With indoor seating being limited, many customers flow over to the common podium area outdoors. Be prepared to queue for at least an hour or two to eat a burger elbow-to-elbow with a stranger.

I ordered the ShackBurger (HKD50, SGD8.50) which is their classic cheeseburger with lettuce, tomato and special sauce.

Shake Shack

The burger was nicely done with the potato roll (aka burger bun) having a pillowy softness and chew that went really well together. The star was the sauce as it added the extra dimension to the overall taste.

Unfortunately, the signature Crinkle-cut fries (HKD27, SGD4.60) was too ordinary for my liking, and the Cheese Fries (HKD36, SGD6.20) was a little disappointing.

They have a Hong Kong exclusive item here – a Milk Tea Shake (HKD42, SGD7.20), which is basically a shake made to taste like the classic Hong Kong milk tea.

I had high hopes for this item but it turned out to taste much more like a regular vanilla shake, as the flavour of milk tea was very faint.

They have a segment under their menu listed as “Concretes”, which are frozen custard blended with different mix-ins.

I tried the star item, which is the Shark Attack (HKD41, SGD7). It is essentially a cup of thick chocolaty ice cream with pieces of brownie in it, and would likely give a sugar high right after the first few mouthfuls.

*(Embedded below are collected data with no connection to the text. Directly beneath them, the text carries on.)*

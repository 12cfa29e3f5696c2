// tests/registry_tests.rs
mod common;

use common::*;
use matchday::{ContextData, Pipeline, PipelineError, Registry};

#[derive(Debug, Default)]
struct OtherContext;

fn counting_pipeline() -> Pipeline<TestContext, TestError> {
  let mut p = Pipeline::new(&[("count", false, None)]);
  p.on_root("count", create_simple_handler("count", "+")).unwrap();
  p
}

#[tokio::test]
async fn test_registry_dispatches_by_context_type() {
  setup_tracing();
  let registry = Registry::<TestError>::new();
  registry.register_pipeline(counting_pipeline());
  assert!(registry.is_registered::<TestContext>());

  let ctx = ContextData::new(TestContext::default());
  let report = registry.run(ctx.clone()).await.unwrap();
  assert!(report.is_completed());
  assert_eq!(ctx.read().counter, 1);
}

#[tokio::test]
async fn test_registry_reports_unregistered_context() {
  setup_tracing();
  let registry = Registry::<TestError>::new();
  registry.register_pipeline(counting_pipeline());

  let err = registry.run(ContextData::new(OtherContext)).await.unwrap_err();
  match err {
    TestError::Engine(PipelineError::NotRegistered { type_name }) => assert!(type_name.contains("OtherContext")),
    other => panic!("unexpected error: {other:?}"),
  }
}

#[tokio::test]
async fn test_registering_again_replaces_pipeline() {
  setup_tracing();
  let registry = Registry::<TestError>::new();
  registry.register_pipeline(counting_pipeline());

  let mut replacement = Pipeline::<TestContext, TestError>::new(&[("twice", false, None)]);
  replacement.on_root("twice", create_simple_handler("t1", "a")).unwrap();
  replacement.on_root("twice", create_simple_handler("t2", "b")).unwrap();
  registry.register_pipeline(replacement);

  let ctx = ContextData::new(TestContext::default());
  registry.run(ctx.clone()).await.unwrap();
  assert_eq!(ctx.read().message, "ab");
}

I have heard overall mixed reviews about the taste being either exactly the same as the ones in the States and some saying it doesn’t even come close in taste to the originals.

Shake Shack

For an all-American meal experience without going all the way to New York’s Madison Ave, Hong Kong is the next Asian outlet closest to Singapore to try a Shackburger.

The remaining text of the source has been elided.